SOMOSGAY is an LGBT rights organization based in Asuncion, Paraguay, committed to creating effective strategies against homophobia, defending and advancing human rights, and improving HIV prevention, treatment and care. SOMOSGAY works to build a supportive, pluralistic, democratic, equitable and inclusive Paraguayan society in which lesbian, gay, bisexual and transgender people live happily with full equality in their homes, schools and workplaces.

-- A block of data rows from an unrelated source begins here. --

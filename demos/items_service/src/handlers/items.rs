use brrtdispatch::prelude::*;
use serde::{Deserialize, Serialize};
use serde_json::json;
use std::collections::BTreeMap;
use std::sync::{Arc, Mutex, PoisonError};

pub const API_KEY: &str = "test123";

#[derive(Debug, Clone, Serialize, Deserialize)]
pub struct Item {
    #[serde(default)]
    pub id: u64,
    pub name: String,
    #[serde(default)]
    pub qty: u32,
}

#[derive(Debug, Default)]
struct Inner {
    next_id: u64,
    items: BTreeMap<u64, Item>,
}

/// In-memory item storage shared by the item handlers.
#[derive(Debug, Clone, Default)]
pub struct Store(Arc<Mutex<Inner>>);

impl Store {
    fn with<R>(&self, f: impl FnOnce(&mut Inner) -> R) -> R {
        let mut inner = self.0.lock().unwrap_or_else(PoisonError::into_inner);
        f(&mut inner)
    }
}

fn new_item_schema() -> Schema {
    Schema::new(
        "NewItem",
        json!({
            "type": "object",
            "required": ["name"],
            "additionalProperties": false,
            "properties": {
                "name": { "type": "string", "minLength": 1 },
                "qty": { "type": "integer", "minimum": 0 }
            }
        }),
    )
}

fn item_schema() -> Schema {
    Schema::new(
        "Item",
        json!({
            "type": "object",
            "required": ["id", "name", "qty"],
            "properties": {
                "id": { "type": "integer" },
                "name": { "type": "string" },
                "qty": { "type": "integer" }
            }
        }),
    )
}

/// `GET /items?limit=&in_stock=`
pub fn list(store: Store) -> Handler {
    Handler::sync(move |args| {
        let limit = usize::try_from(args.int("limit")?).unwrap_or(0);
        let in_stock = args.opt_bool("in_stock")?;
        let items: Vec<Item> = store.with(|inner| {
            inner
                .items
                .values()
                .filter(|i| in_stock.is_none_or(|want| (i.qty > 0) == want))
                .take(limit)
                .cloned()
                .collect()
        });
        Ok(Json(items))
    })
    .param(Param::new("limit", ParamType::Int).with_default(20))
    .param(Param::new("in_stock", ParamType::Bool).optional())
    .named("list_items")
}

/// `POST /items`, guarded by the `x-api-key` header.
pub fn create(store: Store) -> Handler {
    Handler::sync(move |args| {
        if args.str("x-api-key")? != API_KEY {
            return Err(HttpError::unauthorized("invalid api key").into());
        }
        let mut item: Item = args.body("item")?;
        let item = store.with(|inner| {
            inner.next_id += 1;
            item.id = inner.next_id;
            inner.items.insert(item.id, item.clone());
            item
        });
        tracing::info!(item_id = item.id, "Item created");
        Ok(Response::json(201, &serde_json::to_value(&item)?)
            .with_header("location", format!("/items/{}", item.id)))
    })
    .param(Param::header("x-api-key", ParamType::Str))
    .param(Param::body("item", new_item_schema()))
    .named("create_item")
}

/// `GET /items/{id}`
pub fn fetch(store: Store) -> Handler {
    Handler::sync(move |args| {
        let id = args.int("id")?;
        let found = u64::try_from(id)
            .ok()
            .and_then(|id| store.with(|inner| inner.items.get(&id).cloned()));
        match found {
            Some(item) => Ok(Json(item)),
            None => Err(HttpError::not_found(format!("item {id} not found")).into()),
        }
    })
    .param(Param::new("id", ParamType::Int))
    .returns(item_schema())
    .named("get_item")
}

/// `DELETE /items/{id}`
pub fn remove(store: Store) -> Handler {
    Handler::sync(move |args| {
        let id = u64::try_from(args.int("id")?).unwrap_or(u64::MAX);
        match store.with(|inner| inner.items.remove(&id)) {
            Some(_) => Ok(Response::new(204)),
            None => Err(HttpError::not_found(format!("item {id} not found")).into()),
        }
    })
    .param(Param::new("id", ParamType::Int))
    .named("delete_item")
}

Global Network of People Living with HIV North America (GNP+ NA), United States
Laurel Sprague is the Regional Coordinator for the Global Network of People Living with HIV, North America (GNP+NA) and the Research Director for The SERO Project, a not-for-profit human rights organization promoting the empowerment of people with HIV, combating HIV-related stigma and advocating for sound public health and HIV prevention policies. Laurel has worked in the field of HIV since her own positive diagnosis in 1991 in the areas of prevention, community planning, advocacy, education, and research. She currently works primarily with grassroots and community-based organizations to support participative, community-based research projects and to conduct qualitative and quantitative program evaluations.
Laurel has provided technical assistance for the PLHIV Stigma Index to local, national, and global organizations and to networks of people living with HIV in countries in North America, Sub-Saharan Africa, Central and Eastern Europe, and Central Asia. She has assisted the UNAIDS PCB NGO Delegation in research and analysis on HIV stigma, discrimination, and criminalization and has published papers and reports on workplace discrimination and barriers to HIV prevention, treatment, care, and support. In addition, she serves as a member of the Stigma Indicator Working Group convened by UNAIDS to develop common global indicators for measuring HIV-related stigma, the Stigma in Healthcare Settings Working Group convened by the Health Policy Project and USAID, and the National Working Positive Coalition, a collaborative of researchers, advocates, and people living with HIV who use research and advocacy to improve sustainable employment and the financial well-being of people living with HIV.
Laurel teaches Political Theory at Eastern Michigan University and is a PhD candidate at Wayne State University in Detroit, Michigan.Her research focuses on global civil society, democratic processes, and the resilience and resistance of marginalized peoples, particularly when faced with stigma and discrimination, criminalization, and human rights abuses.
Canadian Aboriginal AIDS Network, Canada
Trevor is a 50-year old man from the Mississaugas of the New Credit First Nation near Toronto, Canada with mixed English and Ojibwe heritage. Diagnosed with HIV in 1990, Trevor turned to his community and the Indigenous HIV & AIDS movement for support and became an activist, volunteer and consultant at the local, national and regional levels. He is now the Coordinator for the International Indigenous Working Group on HIV & AIDS (IIWGHA) for its host organization, the Canadian Aboriginal AIDS Network (CAAN). Trevor is one of two Liaisons for Aboriginal People living with HIV & AIDS (APHA Liaison) at CAAN. For the past 6 years, Trevor has been a board member of the Canadian AIDS Treatment Information Exchange (CATIE).